Update week13.do.txt

mhjensen · mhjensen · commit f5df0b249143 · 2025-04-21T21:24:36.000+02:00
diff --git a/doc/src/week13/week13.do.txt b/doc/src/week13/week13.do.txt
@@ -210,6 +210,9 @@ The case with two well-separated classes only can be understood in an
 intuitive way in terms of lines in a two-dimensional space separating
 the two classes (see figure below).
 
+!split
+===== Basic mathematics =====
+
 The basic mathematics behind the SVM is however less familiar to most of us. 
 It relies on the definition of hyperplanes and the
 definition of a _margin_ which separates classes (in case of
@@ -317,9 +320,14 @@ The aim of the SVM algorithm is to find a hyperplane in a
 $p$-dimensional space, where $p$ is the number of features that
 distinctly classifies the data points.
 
-In a $p$-dimensional space, a hyperplane is what we call an affine subspace of dimension of $p-1$.

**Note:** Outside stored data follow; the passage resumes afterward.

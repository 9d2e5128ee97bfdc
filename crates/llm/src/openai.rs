//! OpenAI-compatible `/chat/completions` streaming backend.
//!
//! Retry policy: 429/5xx and transport errors are retried with
//! exponential backoff (honoring integer-second `Retry-After`) up to
//! `max_retries`, but only before the response stream is handed to the
//! caller. Once any stream event could have been observed, the request
//! is never replayed.

use std::time::Duration;

use relay_domain::config::LlmConfig;
use relay_domain::error::{Error, Result};
use relay_domain::stream::{BoxStream, ChatStreamEvent};
use relay_domain::tool::tool_spec_to_openai_tool;

use crate::backend::{ChatBackend, ChatRequest};
use crate::sse::{drain_data_lines, ChatSseParser};

pub struct OpenAiChatBackend {
    cfg: LlmConfig,
    api_key_override: Option<String>,
    client: reqwest::Client,
}

impl OpenAiChatBackend {
    pub fn new(cfg: LlmConfig) -> Self {
        Self {
            cfg,
            api_key_override: None,
            client: reqwest::Client::new(),
        }
    }

    /// In-memory API key override; takes precedence over the env var.
    pub fn with_api_key(mut self, api_key: impl Into<String>) -> Self {
        self.api_key_override = Some(api_key.into());
        self
    }

    fn endpoint(&self) -> String {
        format!("{}/chat/completions", self.cfg.base_url.trim_end_matches('/'))
    }

    fn api_key(&self) -> Result<String> {
        if let Some(key) = &self.api_key_override {
            return Ok(key.clone());
        }
        match std::env::var(&self.cfg.api_key_env) {
            Ok(key) if !key.is_empty() => Ok(key),
            _ => Err(Error::Config(format!(
                "missing API key env var: {}",
                self.cfg.api_key_env
            ))),
        }
    }

    fn build_payload(&self, request: &ChatRequest) -> Result<serde_json::Value> {
        let mut payload = serde_json::json!({
            "model": request.model,
            "messages": serde_json::to_value(&request.messages)?,
            "stream": true,
        });
        if !request.tools.is_empty() {
            payload["tools"] = request
                .tools
                .iter()
                .map(tool_spec_to_openai_tool)
                .collect::<Vec<_>>()
                .into();
        }
        if let Some(t) = request.temperature {
            payload["temperature"] = serde_json::json!(t);
        }
        if let Some(m) = request.max_tokens {
            payload["max_tokens"] = serde_json::json!(m);
        }
        if let Some(rf) = &request.response_format {
            payload["response_format"] = rf.clone();
        }
        Ok(payload)
    }
}

fn retry_after_ms(headers: &reqwest::header::HeaderMap) -> Option<u64> {
    let raw = headers.get("Retry-After")?.to_str().ok()?;
    let sec: u64 = raw.trim().parse().ok()?;
    if sec == 0 {
        return None;
    }
    Some(sec * 1000)
}

fn retryable_status(status: u16) -> bool {
    status == 429 || (500..=599).contains(&status)
}

fn looks_like_context_length(body: &str) -> bool {
    body.contains("context_length_exceeded") || body.contains("maximum context length")
}

/// Extract the OpenAI-style `{"error":{"message": ...}}` body message.
fn http_error_message(status: u16, body: &str) -> String {
    if let Ok(parsed) = serde_json::from_str::<serde_json::Value>(body) {
        if let Some(message) = parsed
            .get("error")
            .and_then(|e| e.get("message"))
            .and_then(|m| m.as_str())
            .filter(|m| !m.trim().is_empty())
        {
            return format!("HTTP {status}: {}", message.trim());
        }
    }
    format!("HTTP {status}")
}

async fn sleep_backoff(attempt: u32, retry_after_ms: Option<u64>) {
    let delay = match retry_after_ms {
        Some(ms) => Duration::from_millis(ms),
        None => {
            let base = (500u64 * (1u64 << attempt.min(4))).min(8_000);
            // Deterministic sub-10% jitter derived from the clock.
            let jitter = std::time::SystemTime::now()
                .duration_since(std::time::UNIX_EPOCH)
                .map(|d| d.subsec_nanos() as u64 % (base / 10 + 1))
                .unwrap_or(0);
            Duration::from_millis(base + jitter)
        }
    };
    tokio::time::sleep(delay).await;
}

#[async_trait::async_trait]
impl ChatBackend for OpenAiChatBackend {
    async fn stream_chat(
        &self,
        request: &ChatRequest,
    ) -> Result<BoxStream<'static, Result<ChatStreamEvent>>> {
        let payload = self.build_payload(request)?;
        let key = self.api_key()?;
        let endpoint = self.endpoint();
        let timeout = Duration::from_secs(self.cfg.timeout_sec);

        let mut attempt: u32 = 0;
        let response = loop {
            let result = self
                .client
                .post(&endpoint)
                .bearer_auth(&key)
                .timeout(timeout)
                .json(&payload)
                .send()
                .await;

            match result {
                Ok(resp) if resp.status().is_success() => break resp,
                Ok(resp) => {
                    let status = resp.status().as_u16();
                    let retry_after = retry_after_ms(resp.headers());
                    let body = resp.text().await.unwrap_or_default();

                    if looks_like_context_length(&body) {
                        return Err(Error::ContextLengthExceeded(http_error_message(
                            status, &body,
                        )));
                    }
                    if retryable_status(status) && attempt < self.cfg.max_retries {
                        tracing::debug!(status, attempt, "retrying chat request");
                        sleep_backoff(attempt, retry_after).await;
                        attempt += 1;
                        continue;
                    }
                    return Err(Error::Http {
                        status,
                        message: http_error_message(status, &body),
                        retry_after_ms: retry_after,
                    });
                }
                Err(e) if e.is_timeout() => {
                    if attempt < self.cfg.max_retries {
                        sleep_backoff(attempt, None).await;
                        attempt += 1;
                        continue;
                    }
                    return Err(Error::Timeout(format!("chat request timed out: {e}")));
                }
                Err(e) => {
                    if attempt < self.cfg.max_retries {
                        sleep_backoff(attempt, None).await;
                        attempt += 1;
                        continue;
                    }
                    return Err(Error::Llm(format!("chat request failed: {e}")));
                }
            }
        };

        let stream = async_stream::stream! {
            let mut response = response;
            let mut buffer = String::new();
            let mut parser = ChatSseParser::new();

            loop {
                match response.chunk().await {
                    Ok(Some(bytes)) => {
                        buffer.push_str(&String::from_utf8_lossy(&bytes));
                        for data in drain_data_lines(&mut buffer) {
                            for ev in parser.feed_data(&data) {
                                yield Ok(ev);
                            }
                        }
                    }
                    Ok(None) => {
                        // Flush a trailing partial event, then close out.
                        if !buffer.trim().is_empty() {
                            buffer.push_str("\n\n");
                            for data in drain_data_lines(&mut buffer) {
                                for ev in parser.feed_data(&data) {
                                    yield Ok(ev);
                                }
                            }
                        }
                        for ev in parser.finish() {
                            yield Ok(ev);
                        }
                        break;
                    }
                    Err(e) => {
                        yield Err(Error::Llm(format!("stream read failed: {e}")));
                        break;
                    }
                }
            }
        };

        Ok(Box::pin(stream))
    }
}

-As an example, in two dimension, a hyperplane is simply as straight line while in three dimensions it is 
-a two-dimensional subspace, or stated simply, a plane. 
+In a $p$-dimensional space, a hyperplane is what we call an affine
+subspace of dimension of $p-1$.  As an example, in two dimension, a
+hyperplane is simply as straight line while in three dimensions it is
+a two-dimensional subspace, or stated simply, a plane.
+
+
+!split
+===== Two-dimensional case =====
 
 In two dimensions, with the variables $x_1$ and $x_2$, the hyperplane is defined as
 !bt
@@ -357,6 +365,10 @@ of dimension $n\times p$, where $n$ represents the observations for each feature
 \bm{x}_i = \begin{bmatrix} x_{i1} \\ x_{i2} \\ \dots \\ \dots \\ x_{ip} \end{bmatrix}.
 \]
 !et
+
+!split
+===== More details =====
+
 If the above condition is not met for a given vector $\bm{x}_i$ we have 
 !bt
 \[
@@ -380,7 +392,9 @@ y_i\left(b+w_1x_{i1}+w_2x_{i2}+\dots +w_px_{ip}\right) > 0.
 \]
 !et
 
-When we try to separate hyperplanes, if it exists, we can use it to construct a natural classifier: a test observation is assigned a given class depending on which side of the hyperplane it is located.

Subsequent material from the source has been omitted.